How to compare proposals

When you get proposals from different agencies, don’t compare hourly rates. Compare total cost of ownership over 12 months.

Agency A: $5,000 upfront (estimated 50 hours × $100/hour) + $300/month hosting and maintenance. Year one: $8,600, if it stays at 50 hours. (It won’t.)

Agency B: $75/hour, estimates 60-80 hours, maintenance billed separately. Year one: $4,500-6,000 for build + unpredictable monthly costs. Could be $8,000. Could be $12,000.

Agency C (all-inclusive): $199/month. Everything included. Year one: $2,388. Year two: $2,388. No surprises.

The cheapest hourly rate almost never means the cheapest project. The fastest timeline almost never means the best result. Total cost of ownership is the only honest comparison.

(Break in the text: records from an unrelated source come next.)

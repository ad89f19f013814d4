// src/filesystem/memory.rs

//! In-memory `FilesystemPort`, backed by `VfsTree` plus a side table of
//! file content bytes (the tree itself only tracks hash/size metadata).
//! Used by the Planner/Resolver/Executor test suites so they can exercise
//! filesystem semantics without touching real disk.

use super::port::{DirEntry, EntryKind, FilesystemPort, Metadata};
use super::vfs::{NodeKind, VfsTree};
use crate::error::{Error, Result};
use crate::hash::hash_bytes;
use std::collections::HashMap;
use std::path::{Path, PathBuf};
use std::sync::Mutex;

pub struct InMemoryFilesystem {
    tree: Mutex<VfsTree>,
    contents: Mutex<HashMap<PathBuf, Vec<u8>>>,
}

impl Default for InMemoryFilesystem {
    fn default() -> Self {
        Self::new()
    }
}

impl InMemoryFilesystem {
    pub fn new() -> Self {
        Self {
            tree: Mutex::new(VfsTree::new()),
            contents: Mutex::new(HashMap::new()),
        }
    }

    /// Seed a directory (and its ancestors) for test setup.
    pub fn seed_dir(&self, path: &Path) -> Result<()> {
        self.tree.lock().unwrap().mkdir_p(path)?;
        Ok(())
    }

    /// Seed a file with content for test setup.
    pub fn seed_file(&self, path: &Path, bytes: &[u8], mode: u32) -> Result<()> {
        self.write_file(path, bytes, mode)
    }

    fn not_found(path: &Path) -> Error {
        Error::NotFound(path.display().to_string())
    }
}

impl FilesystemPort for InMemoryFilesystem {
    fn stat(&self, path: &Path) -> Result<Metadata> {
        // A "stat" follows a symlink; we don't model link targets as
        // addressable nodes, so treat stat of a symlink as lstat of it.
        self.lstat(path)
    }

    fn lstat(&self, path: &Path) -> Result<Metadata> {
        let tree = self.tree.lock().unwrap();
        let node = tree.get(path)?;
        let (kind, len) = match node.kind() {
            NodeKind::Directory => (EntryKind::Directory, 0),
            NodeKind::File { size, .. } => (EntryKind::File, *size),
            NodeKind::Symlink { target } => (EntryKind::Symlink, target.as_os_str().len() as u64),
        };
        Ok(Metadata {
            kind,
            len,
            permissions: node.permissions(),
        })
    }

    fn read_dir(&self, path: &Path) -> Result<Vec<DirEntry>> {
        let tree = self.tree.lock().unwrap();
        let id = tree.lookup(path).ok_or_else(|| Self::not_found(path))?;
        let node = tree.get_node(id);
        if !node.is_directory() {
            return Err(Error::InvalidPath(format!(
                "not a directory: {}",
                path.display()
            )));
        }
        let mut entries: Vec<DirEntry> = node
            .children()
            .iter()
            .map(|&child_id| {
                let child = tree.get_node(child_id);
                let kind = match child.kind() {
                    NodeKind::Directory => EntryKind::Directory,
                    NodeKind::File { .. } => EntryKind::File,
                    NodeKind::Symlink { .. } => EntryKind::Symlink,
                };
                DirEntry {
                    name: child.name().to_string(),
                    kind,
                }
            })
            .collect();
        entries.sort_by(|a, b| a.name.cmp(&b.name));
        Ok(entries)
    }

    fn read_link(&self, path: &Path) -> Result<PathBuf> {
        let tree = self.tree.lock().unwrap();
        let node = tree.get(path)?;
        match node.kind() {
            NodeKind::Symlink { target } => Ok(target.clone()),
            _ => Err(Error::InvalidPath(format!("not a symlink: {}", path.display()))),
        }
    }

    fn read_file(&self, path: &Path) -> Result<Vec<u8>> {
        {
            let tree = self.tree.lock().unwrap();
            let node = tree.get(path)?;
            if !node.is_file() {
                return Err(Error::InvalidPath(format!("not a file: {}", path.display())));
            }
        }
        let contents = self.contents.lock().unwrap();
        Ok(contents.get(path).cloned().unwrap_or_default())
    }

    fn write_file(&self, path: &Path, bytes: &[u8], mode: u32) -> Result<()> {
        let hash = hash_bytes(bytes).value;
        let mut tree = self.tree.lock().unwrap();
        if tree.exists(path) {
            tree.remove(path)?;
        }
        tree.add_file(path, hash, bytes.len() as u64, mode)?;
        drop(tree);
        self.contents
            .lock()
            .unwrap()
            .insert(path.to_path_buf(), bytes.to_vec());
        Ok(())
    }

    fn mkdir(&self, path: &Path, mode: u32) -> Result<()> {
        self.tree
            .lock()
            .unwrap()
            .mkdir_with_permissions(path, mode)
            .map(|_| ())
    }

    fn mkdir_all(&self, path: &Path, mode: u32) -> Result<()> {
        self.tree
            .lock()
            .unwrap()
            .mkdir_p_with_permissions(path, mode)
            .map(|_| ())
    }

    fn remove(&self, path: &Path) -> Result<()> {
        let mut tree = self.tree.lock().unwrap();
        let node = tree.get(path)?;
        if node.is_directory() && !node.children().is_empty() {
            return Err(Error::InvalidPath(format!(
                "directory not empty: {}",
                path.display()
            )));
        }
        tree.remove(path)?;
        drop(tree);
        self.contents.lock().unwrap().remove(path);
        Ok(())
    }

    fn remove_all(&self, path: &Path) -> Result<()> {
        let mut tree = self.tree.lock().unwrap();
        let descendants = collect_subtree_paths(&tree, path)?;
        tree.remove(path)?;
        drop(tree);
        let mut contents = self.contents.lock().unwrap();
        for p in descendants {
            contents.remove(&p);
        }
        Ok(())
    }

    fn symlink(&self, old_name: &Path, new_name: &Path) -> Result<()> {
        self.tree
            .lock()
            .unwrap()
            .add_symlink(new_name, old_name)
            .map(|_| ())
    }

    fn rename(&self, src: &Path, dst: &Path) -> Result<()> {
        let mut tree = self.tree.lock().unwrap();
        let descendants_before = collect_subtree_paths(&tree, src)?;

        let new_parent = dst
            .parent()
            .ok_or_else(|| Error::InvalidPath("rename destination has no parent".to_string()))?;
        let new_name = dst
            .file_name()
            .and_then(|n| n.to_str())
            .ok_or_else(|| Error::InvalidPath("rename destination has no file name".to_string()))?
            .to_string();

        if tree.exists(dst) {
            return Err(Error::AlreadyExists(dst.display().to_string()));
        }

        tree.reparent_with_rename(src, new_parent, new_name)?;
        let descendants_after = collect_subtree_paths(&tree, dst)?;
        drop(tree);

        if descendants_before.len() == descendants_after.len() {
            let mut contents = self.contents.lock().unwrap();
            for (old, new) in descendants_before.into_iter().zip(descendants_after) {
                if let Some(bytes) = contents.remove(&old) {
                    contents.insert(new, bytes);
                }
            }
        }
        Ok(())
    }

    fn exists(&self, path: &Path) -> bool {
        self.tree.lock().unwrap().exists(path)
    }

    fn is_dir(&self, path: &Path) -> bool {
        let tree = self.tree.lock().unwrap();
        tree.lookup(path)
            .map(|id| tree.get_node(id).is_directory())
            .unwrap_or(false)
    }

    fn is_symlink(&self, path: &Path) -> bool {
        let tree = self.tree.lock().unwrap();
        tree.lookup(path)
            .map(|id| tree.get_node(id).is_symlink())
            .unwrap_or(false)
    }
}

/// All paths in `path`'s subtree (itself included), in arena order, so
/// renames can move their corresponding content-store entries.
fn collect_subtree_paths(tree: &VfsTree, path: &Path) -> Result<Vec<PathBuf>> {
    let id = tree
        .lookup(path)
        .ok_or_else(|| Error::NotFound(path.display().to_string()))?;
    let mut stack = vec![id];
    let mut paths = Vec::new();
    while let Some(current) = stack.pop() {
        paths.push(tree.get_path(current));
        stack.extend(tree.get_node(current).children().iter().copied());
    }
    Ok(paths)
}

Red flags in pricing conversations

“We’ll need to see how the project evolves.” Translation: we have no idea what we’re building and you’ll pay for our learning curve.

“Our minimum retainer is $2,000/month.” For what? If they can’t itemize it, it’s a number they picked because it sounds professional.

“The design phase alone is 20-30 hours.” If your site has 5-7 pages, design shouldn’t take more than 10-15 hours including revisions. A well-built WordPress site can be designed and developed in 3-5 days. If it does, they’re either over-designing or they include meetings in their design hours.

“We charge separately for revisions after the first two rounds.” So the first version is probably going to be off, and fixing it is your problem? That’s not a revision policy, it’s a bad-design insurance policy.

What to look for instead

A pricing model where the agency has skin in the game. Monthly billing means they need to keep you happy to keep getting paid. No lock-in means they can’t coast. A dashboard showing real metrics means they can’t hide behind vague progress reports.

Ask this: “If I’m unhappy after month two, what happens?” The answer tells you everything about how they price their work and how confident they are in delivering it.